Historically, a portion of architecture has often been viewed as a governance activity, and architects have only recently accepted the notion of enabling change through architecture. Architectural fitness functions allow decisions in the context of the organization’s needs and business functions, while making the basis for those decisions explicit and testable. Evolutionary architecture is not an unconstrained, irresponsible approach to software development. Rather, it is an approach that balances the need for rapid change and the need for rigor around systems and architectural characteristics. The fitness function drives architectural decision making, guiding the architecture while allowing the changes needed to support changing business and technology environments.
We use fitness functions to create evolutionary guidelines for architectures; we cover them in detail in Chapter 2.
Multiple Architectural Dimensions
There are no separate systems. The world is a continuum. Where to draw a boundary around a system depends on the purpose of the discussion.
Donella H. Meadows
Classical Greek physics gradually learned to analyze the universe based on fixed points, culminating in Classical Mechanics. However, more precise instruments and more complex phenomena gradually refined that definition toward relativity in the early 20th century. Scientists realized that what they previously viewed as isolated phenomenon in fact interact relative to one another. Since the 1990s, enlightened architects have increasingly viewed software architecture as multidimensional. Continuous Delivery expanded that view to encompass operations. However, software architects often focus primarily on technical architecture, but that is only one dimension of a software project. If architects want to create an architecture that can evolve, they must consider all parts of the system that change affects. Just like we know from physics that everything is relative to everything else, architects know there are many dimensions to a software project.
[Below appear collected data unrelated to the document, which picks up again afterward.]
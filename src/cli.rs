use anyhow::{anyhow, Result};
use clap::{Parser, Subcommand};
use log::info;
use std::io;
use std::path::{Path, PathBuf};

use crate::coverage::{required_reads, ReadSetSummary};
use crate::io::{
    read_serotype_table, write_tsv, write_tsv_to, IsolateRow, SummaryRow, ISOLATE_HEADER,
    SUMMARY_HEADER,
};
use crate::pipeline::extract::{DEFAULT_SAMPLE_PATTERN, REPORT_HEADER};
use crate::pipeline::{build_stat_table, collect_reports, SampleLayout, StatMode};
use crate::reference::load_reference;
use crate::stats::{compute_isolate_stats, compute_summary_stats};

#[derive(Parser)]
#[command(author, version, about, long_about = None)]
pub struct Cli {
    /// Subcommand
    #[command(subcommand)]
    pub command: Commands,
}

#[derive(Subcommand)]
pub enum Commands {
    /// Collect SeqSero serotype predictions from result directories into one table
    Extract {
        /// Directory holding one sub-directory per sample (defaults to the current directory)
        #[arg(short, long)]
        samples: Option<PathBuf>,

        /// Path to the output table
        #[arg(short, long, default_value = "seqsero_serotypes.tsv")]
        output: PathBuf,

        /// Regex that sample directory names must match at their start
        #[arg(long, default_value = DEFAULT_SAMPLE_PATTERN)]
        pattern: String,

        /// File of sample IDs, one per line; uses the SeqSero_result*/Seqsero_result.txt layout
        #[arg(long, conflicts_with = "pattern")]
        id_list: Option<PathBuf>,
    },

    /// Score one serotype table against the reference panel
    Accuracy {
        /// Serotype table produced by `extract`
        #[arg(short, long)]
        table: PathBuf,

        /// Reference panel (Isolate and Serotype columns, N/A for no serotype)
        #[arg(short, long)]
        reference: PathBuf,

        /// Summary over all replicates, or one row per isolate
        #[arg(short, long, value_enum, default_value_t = StatMode::Summary)]
        mode: StatMode,

        /// Label for the Coverage column (defaults to the table's directory name)
        #[arg(short, long)]
        label: Option<String>,

        /// Print JSON instead of a tab-delimited table
        #[arg(long)]
        json: bool,
    },

    /// Build an accuracy table across coverage-level directories
    StatTable {
        /// Directory holding one sub-directory per coverage level
        #[arg(short, long)]
        input: PathBuf,

        /// Path to the output table
        #[arg(short, long)]
        output: PathBuf,

        /// Reference panel (Isolate and Serotype columns, N/A for no serotype)
        #[arg(short, long)]
        reference: PathBuf,

        /// Summary per coverage level, or one row per isolate per coverage level
        #[arg(short, long, value_enum, default_value_t = StatMode::Summary)]
        mode: StatMode,
    },

    /// Number of reads to subsample for a target genome coverage
    CoverageReads {
        /// Read-set summary files (e.g. R1 and R2)
        #[arg(short, long = "info", required = true, num_args = 1..)]
        info: Vec<PathBuf>,

        /// Genome size in bases
        #[arg(short, long)]
        genome_size: f64,

        /// Target fold coverage
        #[arg(short, long)]
        coverage: f64,
    },
}

fn coverage_label(table: &Path) -> String {
    table
        .parent()
        .and_then(Path::file_name)
        .map(|name| name.to_string_lossy().into_owned())
        .unwrap_or_else(|| "-".to_string())
}

/// Main entry point for CLI
pub fn run_cli(cli: Cli) -> Result<()> {
    match cli.command {
        Commands::Extract {
            samples,
            output,
            pattern,
            id_list,
        } => {
            let sample_root = match samples {
                Some(dir) => dir,
                None => std::env::current_dir()?,
            };
            if !sample_root.is_dir() {
                return Err(anyhow!(
                    "Not a valid sample directory: {}",
                    sample_root.display()
                ));
            }

            let layout = match id_list {
                Some(path) => SampleLayout::from_id_file(&path)?,
                None => SampleLayout::scan(&pattern)?,
            };
            let reports = collect_reports(&sample_root, &layout)?;
            let written = write_tsv(&output, &REPORT_HEADER, &reports)?;
            println!("Wrote {} serotype records to {}", written, output.display());
        }

        Commands::Accuracy {
            table,
            reference,
            mode,
            label,
            json,
        } => {
            let reference = load_reference(&reference)?;
            let replicates = read_serotype_table(&table)?;
            info!("Read {} replicates from {}", replicates.len(), table.display());
            let label = label.unwrap_or_else(|| coverage_label(&table));

            match mode {
                StatMode::Summary => {
                    let summary = compute_summary_stats(&replicates, &reference)?;
                    if json {
                        println!("{}", serde_json::to_string_pretty(&summary)?);
                    } else {
                        write_tsv_to(
                            io::stdout().lock(),
                            &SUMMARY_HEADER,
                            [SummaryRow::new(&label, &summary)],
                        )?;
                    }
                }
                StatMode::Isolate => {
                    let isolates = compute_isolate_stats(&replicates, &reference)?;
                    if json {
                        let records: Vec<_> = isolates.values().collect();
                        println!("{}", serde_json::to_string_pretty(&records)?);
                    } else {
                        write_tsv_to(
                            io::stdout().lock(),
                            &ISOLATE_HEADER,
                            isolates.values().map(|iso| IsolateRow::new(&label, iso)),
                        )?;
                    }
                }
            }
        }

        Commands::StatTable {
            input,
            output,
            reference,
            mode,
        } => {
            let reference = load_reference(&reference)?;
            let written = build_stat_table(&input, &output, &reference, mode)?;
            println!("Wrote {} rows to {}", written, output.display());
        }

        Commands::CoverageReads {
            info,
            genome_size,
            coverage,
        } => {
            let read_sets = info
                .iter()
                .map(|path| ReadSetSummary::from_path(path))
                .collect::<Result<Vec<_>>>()?;
            let reads = required_reads(&read_sets, genome_size, coverage)?;
            println!("{}", reads);
        }
    }

    Ok(())
}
To build evolvable software systems, architects must think beyond just the technical architecture. For example, if the project includes a relational database, the structure and relationship between database entities will evolve over time as well. Similarly, architects don’t want to build a system that evolves in a manner that exposes a security vulnerability. These are all examples of dimensions of architecture—the parts of architecture that fit together in often orthogonal ways. Some dimensions fit into what are often called architectural concerns (the list of “-ilities” above), but dimensions are actually broader, encapsulating things traditionally outside the purview of technical architecture. Each project has dimensions the architect must consider when thinking about evolution. Here are some common dimensions that affect evolvability in modern software architectures:
- Technical
-
The implementation parts of the architecture: the frameworks, dependent libraries, and the implementation language(s).
- Data
-
Database schemas, table layouts, optimization planning, etc. The database administrator generally handles this type of architecture.
- Security
-
Defines security policies, guidelines, and specifies tools to help uncover deficiencies.
- Operational/System
-
Concerns how the architecture maps to existing physical and/or virtual infrastructure: servers, machine clusters, switches, cloud resources, and so on.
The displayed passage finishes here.